But they were here on a mission. Like Veer said, lives were at stake, and she had to make difficult choices.

“You can’t change the world overnight. Learn to pick your battles.” Guruji’s said that to her often when she complained of the injustices she had seen during her work and of her own inability to do anything about it.

Something in Chandra’s tone seemed to click with Matangi or perhaps she sensed it wasn’t an idle claim. After a while, Matangi said, “You speak odd. Is what my brother is saying true? You be a princess of Amaravathi?”

Chandra stiffened and glanced around hastily. But the jangle of bangles that came from the synchronous pounding of multiple pestles, coupled with the gossip of assembled women, made their conversation relatively private.

A woman came over and crouched down to sample the yellow dust they had in the mortar. “This needs to be ground finer. I can still feel the flecks of turmeric between my fingers,” she instructed before leaving.

“’Tis all right,” said Matangi, lowering her voice slightly. “I only know ’‘cause I overheard my brother say. Won’t be telling no one.”

Chandra breathed a sigh of relief. Matangi continued. “So that must mean Veer really is a prince. And you two married forreal?” The end of her sentence sounded as if she were hoping for a different answer.

“Yes.”

Matangi was so crestfallen that Chandra was compelled to add wryly, “He is too old for you, Matangi,”

“Pfft. Don’t know what lady’s talking about,” she said, turning her face away in embarrassed silence.

Chandra glanced up to realize that Matangi had been stealing glances at her for several moments, her mouth hanging open.

“What?” she asked.

“You bethatprincess of Amaravathi?! The one who tried to kill her husband on their wedding day and given punishment for it?” she asked in a hushed voice.

Chandra stilled, her pestle falling silent.
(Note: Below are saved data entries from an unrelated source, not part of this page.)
//! Derived-field resolution: hour -> period of day, month token -> month
//! number and semester.
//!
//! Two period-boundary policies circulated in earlier iterations of this
//! analysis (a three-way split and a four-way split with a dawn bucket).
//! This module pins the three-way policy; the boundaries are constants so
//! the choice stays auditable.

use std::fmt;

use serde::Serialize;

/// Inclusive hour ranges for the period buckets. Hours outside both ranges
/// fall into [`Period::Night`].
pub const MORNING_HOURS: (i64, i64) = (6, 11);
pub const AFTERNOON_HOURS: (i64, i64) = (12, 17);

#[derive(Debug, Clone, Copy, PartialEq, Eq, Hash, Serialize)]
#[serde(rename_all = "UPPERCASE")]
pub enum Period {
    Morning,
    Afternoon,
    Night,
    Undefined,
}

impl Period {
    pub fn as_str(&self) -> &'static str {
        match self {
            Period::Morning => "MORNING",
            Period::Afternoon => "AFTERNOON",
            Period::Night => "NIGHT",
            Period::Undefined => "UNDEFINED",
        }
    }

    /// Case-insensitive parse of a period name, for user-supplied filters.
    pub fn parse(value: &str) -> Option<Period> {
        match value.trim().to_ascii_uppercase().as_str() {
            "MORNING" => Some(Period::Morning),
            "AFTERNOON" => Some(Period::Afternoon),
            "NIGHT" => Some(Period::Night),
            _ => None,
        }
    }
}

impl fmt::Display for Period {
    fn fmt(&self, f: &mut fmt::Formatter<'_>) -> fmt::Result {
        f.write_str(self.as_str())
    }
}

/// Buckets an hour into a period of day. A missing hour is `Undefined`;
/// any numeric hour outside the morning/afternoon ranges is `Night`.
pub fn period_of_day(hour: Option<i64>) -> Period {
    let Some(h) = hour else {
        return Period::Undefined;
    };
    if (MORNING_HOURS.0..=MORNING_HOURS.1).contains(&h) {
        Period::Morning
    } else if (AFTERNOON_HOURS.0..=AFTERNOON_HOURS.1).contains(&h) {
        Period::Afternoon
    } else {
        Period::Night
    }
}

/// Fixed three-letter month tokens as they appear in the exports.
const MONTH_TOKENS: &[(&str, u32)] = &[
    ("JAN", 1),
    ("FEV", 2),
    ("MAR", 3),
    ("ABR", 4),
    ("MAI", 5),
    ("JUN", 6),
    ("JUL", 7),
    ("AGO", 8),
    ("SET", 9),
    ("OUT", 10),
    ("NOV", 11),
    ("DEZ", 12),
];

/// Maps a month token to its 1-12 number; unknown tokens map to `None` and
/// the row drops out of month- and semester-based queries.
pub fn month_number(token: &str) -> Option<u32> {
    let needle = token.trim().to_ascii_uppercase();
    MONTH_TOKENS
        .iter()
        .find(|(name, _)| *name == needle)
        .map(|(_, number)| *number)
}

/// Semester (1 or 2) for a month token, `None` when the token is unknown.
pub fn semester_of(token: &str) -> Option<u8> {
    month_number(token).map(|m| if m <= 6 { 1 } else { 2 })
}

/// Coerces a raw hour cell to an integer hour. Accepts plain integers,
/// `HH:MM[:SS]` clock strings (hour component only), and floats (truncated).
pub fn parse_hour(raw: &str) -> Option<i64> {
    let trimmed = raw.trim();
    if trimmed.is_empty() {
        return None;
    }
    let hour_part = trimmed.split(':').next().unwrap_or(trimmed);
    if let Ok(parsed) = hour_part.parse::<i64>() {
        return Some(parsed);
    }
    hour_part.parse::<f64>().ok().map(|f| f.trunc() as i64)
}

#[cfg(test)]
mod tests {
    use super::*;

    #[test]
    fn period_boundaries() {
        for h in 6..=11 {
            assert_eq!(period_of_day(Some(h)), Period::Morning, "hour {h}");
        }
        for h in 12..=17 {
            assert_eq!(period_of_day(Some(h)), Period::Afternoon, "hour {h}");
        }
        for h in (0..=5).chain(18..=23) {
            assert_eq!(period_of_day(Some(h)), Period::Night, "hour {h}");
        }
        assert_eq!(period_of_day(None), Period::Undefined);
    }

    #[test]
    fn semester_splits_the_year_in_half() {
        for token in ["jan", "fev", "mar", "abr", "mai", "jun"] {
            assert_eq!(semester_of(token), Some(1), "token {token}");
        }
        for token in ["jul", "ago", "set", "out", "nov", "dez"] {
            assert_eq!(semester_of(token), Some(2), "token {token}");
        }
        assert_eq!(semester_of("xyz"), None);
        assert_eq!(semester_of(""), None);
    }

    #[test]
    fn month_lookup_is_case_insensitive() {
        assert_eq!(month_number("jan"), Some(1));
        assert_eq!(month_number("JAN"), Some(1));
        assert_eq!(month_number(" dez "), Some(12));
        assert_eq!(month_number("january"), None);
    }

    #[test]
    fn parse_hour_handles_clock_strings_and_floats() {
        assert_eq!(parse_hour("14"), Some(14));
        assert_eq!(parse_hour("14:30"), Some(14));
        assert_eq!(parse_hour("08:15:59"), Some(8));
        assert_eq!(parse_hour("9.0"), Some(9));
        assert_eq!(parse_hour(""), None);
        assert_eq!(parse_hour("noon"), None);
    }

    #[test]
    fn period_parse_round_trips_names() {
        for period in [Period::Morning, Period::Afternoon, Period::Night] {
            assert_eq!(Period::parse(period.as_str()), Some(period));
            assert_eq!(Period::parse(&period.as_str().to_lowercase()), Some(period));
        }
        assert_eq!(Period::parse("dawn"), None);
        assert_eq!(Period::parse("UNDEFINED"), None);
    }
}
Matangi seemed to have realized her gaffe and didn’t probe further but bent to her task. But not before Chandra saw the mixture of horrified fascination and pity in the girl’s eyes.

Nausea pooled in her stomach and her throat ached with humiliation. Really, she should have gotten used to such looks. But every time she thought she had grown a shell that shielded her, something came along to prove that it was as fragile as the wind.

The woman who had been doing the inspection came their way again and expressed her satisfaction of the texture of the turmeric powder.

Chandra crouched to scoop the powder in the round depression of the stone mortar into a container.

Job done, she was about to get up, eager to get away for a moment to gather her composure, when Matangi stopped her with a hand clutching her forearm.

“I be sorry, Princess, I…” Matangi looked miserable.

Before she could go any further, Chandra stopped her. “It’s not necessary. I’m quite used to it. But you are to call me Chandra when we are in public until I say otherwise. Is that understood?”

Matangi nodded frantically, eyes wide. “I…Princess…er…Chandra, don’t know if you are aware, but my brother and the prince plan to rob the temple.”

“What!”

Chandra was so flabbergasted by this news that she didn’t even chastise Matangi for using the word “prince.”

Matangi grabbed her hand, her face tight with worry. “I heard him when he was talking to my brother. They be stealing the idol just before the immersion. Have it all planned too. I tried to get my brother to not agree, but he be adamant.” She lowered her head and her voice turned bitter. “Would’ve helped if my brother and his group were allowed into the temple to pray.”

Chandra understood now why the girl had begged her, to find a way to allow other people inside the temple. You instinctively shied away from committing a crime if you considered the object sacred.

“I thought Princ—Chandra might not know about it. You don’t look like you’d agree to this sort of thing.”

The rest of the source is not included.